Stranezze di città, tre giorni dopo i “Due giorni di cura”
Ho incrociato il nutrito gruppo di studenti e il loro Insegnante di Scienze Motorie nei pressi dell’entrata al parco di Tor Tre Teste-Alessandrino di “via del percolato”. A piedi si dirigevano verso l’Impianto A. Nori per partecipare alla corsa di Miguel.
Provenivano dalla fermata del bus ATAC di via Molfetta e sono passati dentro la discarica abusiva nell’ex parcheggio del campo sportivo “Walter Cervini”.
Il professor Alfredo Cecconi (nome e cognome di fantasia) ad alta voce parlava con ai suoi studenti “nella prossima vita voglio fare il professore di educazione ambientale. Voglio essere il professionista che progetta e fornisce servizi educativi e promuove la conoscenza, la valorizzazione e la tutela dell’ambiente.
Io vi sto accompagnando alla “Corsa di Miguel”, la manifestazione che da anni ha avviato un’intensa attività di collaborazione e gemellaggio con la scuole della città di Roma e dell’area metropolitana.
Una corsa che ha l’obiettivo di promuovere nei ragazzi una cultura sportiva fatta di curiosità verso il mondo e di lealtà verso i valori di una sana competizione, ricordando che lo sport è prima di tutto una forma di aggregazione e un vero e proprio strumento per combattere ogni forma di violazione dei diritti dell’uomo.

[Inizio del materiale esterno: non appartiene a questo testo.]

/// Vertical field of view assumed when generating scatter anchors,
/// in radians (~50 degrees). Anchors are generated once, so they use a
/// fixed assumption rather than the live projection.
pub const SCATTER_ASSUMED_FOV: f32 = 0.8727;

/// Width/height ratio assumed for the same purpose.
pub const SCATTER_ASSUMED_ASPECT: f32 = 1.6;

/// Camera-forward distance range scatter anchors are sampled from.
pub const SCATTER_DISTANCE_MIN: f32 = 6.0;
pub const SCATTER_DISTANCE_MAX: f32 = 14.0;

/// Scatter anchors use this fraction of the visible extent so items
/// stay inset from the frame edges.
pub const SCATTER_FRAME_INSET: f32 = 0.8;

/// Lateral/vertical spread of recede anchors around the camera axis.
pub const RECEDE_LATERAL_SPREAD: f32 = 14.0;
pub const RECEDE_VERTICAL_SPREAD: f32 = 9.0;

/// Minimum lateral distance a recede anchor keeps from the camera axis
/// so background items never overlap the focused one.
pub const KEEP_CLEAR_RADIUS: f32 = 4.0;

/// Idle drift of scattered items, so the field never looks frozen.
pub const DRIFT_AMPLITUDE: f32 = 0.18;
pub const DRIFT_SPEED: f32 = 0.7;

Il ricordo di Miguel Sanchez è l’occasione per farvi conoscere il dramma dei desaparecidos argentini, ma è anche lo spunto per veicolare un concetto di sport che va oltre la semplice competizione, per diventare momento di aggregazione sociale.
E dove andiamo a passare? Nel luogo che da anni è una discarica abusiva, a due passi da una scuola.
Vi accompagno ad evento sportivo di particolare prestigio, rilievo e di lunga tradizione, e ci siamo inoltrati in questa “terra dei fuochi de noantri“, devastata dallo smaltimento illecito di rifiuti”.
Tre giorni dopo
A piedi ci sono ritornato questa mattina in “via del percolato”.
Ed ho visto che non solo i già presenti GRANDI RIFIUTI sono allo stesso posto, ma se ne sono aggiunti altri.
Nei “Due giorni di cura” le associazioni hanno raccolto con fatica volenterosamente il materiale più leggero, lo hanno accuratamente imbustato e hanno annodato tutte le buste, ma queste ancora non sono state ritirate dal Servizio Giardini o dall’AMA e l’Assessorato all’Ambiente non si è interessato a chiudere un ciclo di lavoro che altri hanno iniziato.
Gli “zozzoni” non si sono persi d’animo e da lunedì hanno scaricato in “via del percolato” tanto altro materiale da discarica.
Gli “zozzoni” sanno che in via del Pergolato ci sono particelle di terreno appartenenti anche a privati, così come è privata l’area davanti all’ex campo “Walter Cervini” e alla scuola di via del Pergolato.
Sanno che il Servizio Giardini, che ha la competenza sulla manutenzione ordinaria e straordinaria dei parchi, giardini, alberate stradali e aree verdi di pertinenza pubblica, non può intervenire su aree private.
Sanno che l’AMA, che ha la competenza per la pulizia e lo spazzamento del suolo pubblico e marciapiedi, non può intervenire su aree private.
Sanno anche che l’Assessorato all’Ambiente non ha il potere di intervenire direttamente all’interno di una proprietà privata, poiché questa è tutelata dal diritto di proprietà.
Eppure è da tantissimi anni che il problema sussiste e non viene risolto.
A danno dei cittadini e certamente non per educare alla bellezza i nostri ragazzi in transito e gli alunni della vicina scuola del Plesso Pergolato dell’IC Olcese.